In this paper, Wang and colleagues found that while removal of a single heterodimer had no effect, removal of both heterodimers resulted in less efficient B cell responses in germinal centers when competing with wildtype B cells. Simultaneous removal of both VCAM1 from follicular dendritic cells and a single heterodimer from B cells had a similar effect.
TISSUE ENGINEERING: Effect of collagen nanotopography on keloid fibroblast proliferation and matrix synthesis: implications for dermal wound healing. Muthusubramaniam, L. et al. (Desai). Tissue Eng Part A. 2014 Apr 11. Epub ahead of print.
Most of the time, a scar is at worst mildly unsightly. For a minority of individuals, however, it can lead to a keloid, in which the scar tissue grows beyond—sometimes far beyond—the site of the original insult. Keloids can be painful and difficult to treat.
Previous studies have found that cells in a keloid undergo more proliferation at the edge than in the center. The edge borders normal skin that contains unaligned collagen fibers, whereas in the middle of the keloid most of the collagen fibers are aligned.
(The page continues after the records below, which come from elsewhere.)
//! Collaborator interface to the browser session
//!
//! The runner never automates a browser itself. Everything it needs from the
//! live page goes through the traits in this module:
//!
//! - [`PageHandle`]: load-state primitives the readiness cascade consumes
//! - [`BrowserDriver`]: navigation, element lookup and typed input
//! - [`ActionResolver`]: natural-language instruction to replayable action
//!
//! [`crate::playwright::PlaywrightSession`] implements all three.

use std::fmt;
use std::time::Duration;

use async_trait::async_trait;
use serde::{Deserialize, Serialize};

use crate::error::E2eResult;

/// Page load signals, named the way Playwright names them.
#[derive(Debug, Clone, Copy, Default, PartialEq, Eq, Hash, Serialize, Deserialize)]
#[serde(rename_all = "lowercase")]
pub enum LoadState {
    Load,
    #[default]
    DomContentLoaded,
    NetworkIdle,
}

impl LoadState {
    pub fn as_str(&self) -> &'static str {
        match self {
            LoadState::Load => "load",
            LoadState::DomContentLoaded => "domcontentloaded",
            LoadState::NetworkIdle => "networkidle",
        }
    }
}

impl fmt::Display for LoadState {
    fn fmt(&self, f: &mut fmt::Formatter<'_>) -> fmt::Result {
        f.write_str(self.as_str())
    }
}

/// Element state to wait for when locating.
#[derive(Debug, Clone, Copy, Default, PartialEq, Eq, Serialize, Deserialize)]
#[serde(rename_all = "snake_case")]
pub enum WaitState {
    #[default]
    Visible,
    Hidden,
    Attached,
    Detached,
}

impl WaitState {
    pub fn as_str(&self) -> &'static str {
        match self {
            WaitState::Visible => "visible",
            WaitState::Hidden => "hidden",
            WaitState::Attached => "attached",
            WaitState::Detached => "detached",
        }
    }
}

/// Options for [`BrowserDriver::navigate`].
#[derive(Debug, Clone, Copy)]
pub struct NavigateOptions {
    pub wait_until: LoadState,
    pub timeout: Duration,
}

impl Default for NavigateOptions {
    fn default() -> Self {
        Self {
            wait_until: LoadState::DomContentLoaded,
            timeout: Duration::from_secs(60),
        }
    }
}

/// A selector, optionally scoped to an iframe.
///
/// `frame` is itself a selector for the `<iframe>` element; the target
/// selector is then resolved inside that frame's document.
#[derive(Debug, Clone, PartialEq, Eq, Serialize, Deserialize)]
pub struct Locator {
    pub selector: String,
    #[serde(default, skip_serializing_if = "Option::is_none")]
    pub frame: Option<String>,
}

impl Locator {
    pub fn new(selector: impl Into<String>) -> Self {
        Self {
            selector: selector.into(),
            frame: None,
        }
    }

    pub fn in_frame(mut self, frame: impl Into<String>) -> Self {
        self.frame = Some(frame.into());
        self
    }
}

impl fmt::Display for Locator {
    fn fmt(&self, f: &mut fmt::Formatter<'_>) -> fmt::Result {
        match &self.frame {
            Some(frame) => write!(f, "{} >> {}", frame, self.selector),
            None => f.write_str(&self.selector),
        }
    }
}

/// Opaque reference to an element the driver located.
#[derive(Debug, Clone, PartialEq, Eq)]
pub struct ElementHandle {
    id: String,
    locator: Locator,
}

impl ElementHandle {
    pub fn new(id: impl Into<String>, locator: Locator) -> Self {
        Self {
            id: id.into(),
            locator,
        }
    }

    pub fn id(&self) -> &str {
        &self.id
    }

    pub fn locator(&self) -> &Locator {
        &self.locator
    }
}

/// A concrete, replayable action resolved from a natural-language
/// instruction. Performing it involves no further inference.
#[derive(Debug, Clone, PartialEq, Eq, Serialize, Deserialize)]
pub struct ActionDescriptor {
    pub description: String,
    pub method: String,
    pub selector: String,
    #[serde(default)]
    pub arguments: Vec<String>,
}

/// Load-state primitives of a live page.
#[async_trait]
pub trait PageHandle: Send + Sync {
    /// Resolve once the page has reached `state`, or fail after `timeout`.
    async fn wait_for_load_state(&self, state: LoadState, timeout: Duration) -> E2eResult<()>;

    /// Poll a JavaScript expression in the page until it is truthy.
    async fn wait_for_function(&self, expression: &str, timeout: Duration) -> E2eResult<()>;

    async fn sleep(&self, duration: Duration) {
        tokio::time::sleep(duration).await;
    }
}

/// Navigation and element interaction.
#[async_trait]
pub trait BrowserDriver: PageHandle {
    async fn navigate(&self, url: &str, options: NavigateOptions) -> E2eResult<()>;

    async fn locate_and_wait(
        &self,
        locator: &Locator,
        state: WaitState,
        timeout: Duration,
    ) -> E2eResult<ElementHandle>;

    async fn fill_field(&self, locator: &Locator, value: &str, timeout: Duration) -> E2eResult<()>;
}

/// AI-assisted element resolution.
#[async_trait]
pub trait ActionResolver: Send + Sync {
    /// Resolve an instruction into a descriptor without performing it.
    async fn resolve_and_preview(&self, instruction: &str) -> E2eResult<ActionDescriptor>;

    /// Execute a previously resolved descriptor.
    async fn perform_action(&self, action: &ActionDescriptor) -> E2eResult<()>;
}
In this paper, the authors seeded keloid and normal fibroblasts into different collagen scaffolds. They found that keloid fibroblasts in the presence of aligned rather than random fibrils had lower expression of genes associated with cell proliferation and collagen production. They plan to investigate whether collagen-containing dermal patches may be an effective therapy.
BIOCHEMISTRY: Hst3 is turned over by a replication stress-responsive SCF-Cdc4 phospho-degron. Edenberg, E.R., et al. (Toczyski). PNAS. 2014 Apr 8. Epub ahead of print.
In eukaryotes, DNA associates with a set of proteins called histones. A variety of chemical modifications to these histones have critical biological functions. Acetylation of lysine 56 of histone 3 (H3K56ac) is important in DNA replication and repair in yeast.
Previous research revealed that precise, rapid changes in the amount of the protein Hst3, which removes the H3K56ac modification, are essential. It was known that varying Hst3 transcription contributed to these changes but less clear if post-transcriptional mechanisms were also involved.
Here, Edenberg and colleagues reported that Hst3 is targeted for degradation by SCF-Cdc4 through recognition of two short stretches containing phosphorylated amino acids. They further observed that these same recognition sites were also required for replication stress-induced increases in Hst3 degradation.
CELL ENGINEERING: Synthetic control of mammalian-cell motility by engineering chemotaxis to an orthogonal bioinert chemical signal. Park, J.S., et al. (Lim, W.). PNAS. 2014 Apr 7. Epub ahead of print.
Precise homing of specific cells plays an essential role in a host of biological processes, from immune reactions to germ cell development, and an ability to direct cell migration would be a powerful tool.
G-coupled protein receptors frequently play a role in stimulating cell movement. Recently, various such receptors have been modified to no longer respond to their natural ligands but instead to an artificial molecule.
In this paper, members of the Lim lab demonstrated use of such a receptor to control cell migration. Expression of the modified receptor allowed several different cell types to respond to the artificial ligand. Furthermore, T cells engineered to express the receptor homed to a subcutaneous implant of the ligand in a mouse, suggesting this technology might one day have therapeutic applications.